In April of 1999, Poland joined NATO, and had the task of integrating its Soviet-bloc aircraft with Western air forces. One of the tasks was that of determining a suitable replacement for the aging fleet of MiG-21 fighters that were holdovers from the Warsaw Pact days.

Poland considered the JAS 39 Gripen from Sweden and the Mirage 2000-9 from France. Lockheed Martin proposed the Block 50+ F-16C/D. The F-16C/D had the advantage as it was a combat-proven fighter and was already in service in large numbers with many NATO countries. In addition, it was thought that acquiring the F-16 would give Poland quicker access to the F-35 Joint Strike Fighter as soon as it was made available to foreign customers.

The Lockheed Martin offer was for the Block 50/52 F-16C/D. The choice of engine between the F100-PW-229 or F110-GE-129 would be made later, but the radar suite would be the APG-68(V)9, and the aircraft would have the Joint Helmet-Mounted Cueing System, NATO datalink systems, an advanced integrated defensive electronic warfare suite. The aircraft would be capable of launching the AIM-9X advanced Sidewinder air-to-air missile, and could carry the AGM-154A/C Joint Stand-Off Weapon. The cockpit would be compatible with full night-vision capability.
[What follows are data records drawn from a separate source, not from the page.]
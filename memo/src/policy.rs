use crate::error::PolicyError;

use std::time::Duration;

/// The plain-data half of a fetch request: how long a value stays fresh,
/// whether it may be disposed on eviction, and how many background
/// refreshes it gets.
///
/// With the `serde` feature enabled the policy can be read from
/// configuration. `lifetime` is written as a human-readable duration:
///
/// ```json
/// { "lifetime": "250ms", "allow_dispose": true, "refresh_limit": 3 }
/// ```
#[derive(Debug, Clone, Copy, PartialEq, Eq)]
#[cfg_attr(feature = "serde", derive(serde::Serialize, serde::Deserialize))]
pub struct FetchPolicy {
  /// How long a fetched value is considered fresh.
  #[cfg_attr(feature = "serde", serde(with = "humantime_duration"))]
  pub lifetime: Duration,
  /// Whether an evicted or superseded value has its disposal contract run.
  #[cfg_attr(feature = "serde", serde(default))]
  pub allow_dispose: bool,
  /// Maximum number of automatic background refreshes. `None` or `0`
  /// disables background refresh.
  #[cfg_attr(feature = "serde", serde(default))]
  pub refresh_limit: Option<u32>,
}

impl FetchPolicy {
  /// Creates a policy with the given lifetime, no disposal and no refresh.
  pub fn new(lifetime: Duration) -> Self {
    Self {
      lifetime,
      allow_dispose: false,
      refresh_limit: None,
    }
  }

  pub fn with_allow_dispose(mut self, allow_dispose: bool) -> Self {
    self.allow_dispose = allow_dispose;
    self
  }

  pub fn with_refresh_limit(mut self, refresh_limit: u32) -> Self {
    self.refresh_limit = Some(refresh_limit);
    self
  }

  /// Returns the refresh limit if background refresh is enabled.
  #[inline]
  pub(crate) fn active_refresh_limit(&self) -> Option<u32> {
    self.refresh_limit.filter(|limit| *limit > 0)
  }

  /// Checks that the policy can be honored.
  pub fn validate(&self) -> Result<(), PolicyError> {
    if let Some(refresh_limit) = self.active_refresh_limit() {
      if self.lifetime.is_zero() {
        return Err(PolicyError::ZeroLifetimeRefresh { refresh_limit });
      }
    }
    Ok(())
  }
}

#[cfg(feature = "serde")]
mod humantime_duration {
  use serde::{Deserialize, Deserializer, Serializer};
  use std::time::Duration;

  pub fn serialize<S: Serializer>(duration: &Duration, serializer: S) -> Result<S::Ok, S::Error> {
    serializer.collect_str(&humantime::format_duration(*duration))
  }

  pub fn deserialize<'de, D: Deserializer<'de>>(deserializer: D) -> Result<Duration, D::Error> {
    let raw = String::deserialize(deserializer)?;
    humantime::parse_duration(&raw).map_err(serde::de::Error::custom)
  }
}
use crate::error::BoxError;

use futures_util::future::BoxFuture;

/// A synchronous disposal contract for cached values.
///
/// Register it on a request with [`FetchRequest::disposable`]. The cache
/// calls `dispose` at most once per fetched value: when the value is
/// superseded by a re-fetch, when its entry is removed, or when the cache
/// is closed.
///
/// [`FetchRequest::disposable`]: crate::FetchRequest::disposable
pub trait Dispose: Send + Sync + 'static {
  fn dispose(&self) -> Result<(), BoxError>;
}

/// An asynchronous disposal contract for cached values.
///
/// Register it on a request with [`FetchRequest::async_disposable`].
///
/// [`FetchRequest::async_disposable`]: crate::FetchRequest::async_disposable
pub trait AsyncDispose: Send + Sync + 'static {
  fn dispose_async(&self) -> BoxFuture<'_, Result<(), BoxError>>;
}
In December of 2002, Poland selected the F-16 as its future fighter, and signed a letter of Offer and Acceptance on March 15, 2003 for the purchase of 48 F-16C/D Block 52 fighters.

Serials of Polish AF F-16s

03-0040/0075		Lockheed Martin F-16C Block 52 Fighting Falcon
				MSN JC-1/JC-36.  FMS for Polish AF as 4040/4075
				0040 delivered to Polish AF Dec 11, 2008
				0070/2 delivered to Polish AF Sep 11, 2008
				0073/5 delivered to Polish AF Dec 11, 2008
03-0076/0087		Lockheed Martin F-16D Block 52 Fighting Falcon
				MSN JD-1/JD-12.  FMS for Polish AF as 4076/4087

Sources:


  1. Airscene Headlines, Air International, April 2003.

  2. Airscene Headlines, Air International, September 2002.

  3. Polish Air Force--The Last Ten Years, Jerzy Gruszczynski, Air International, June 2002.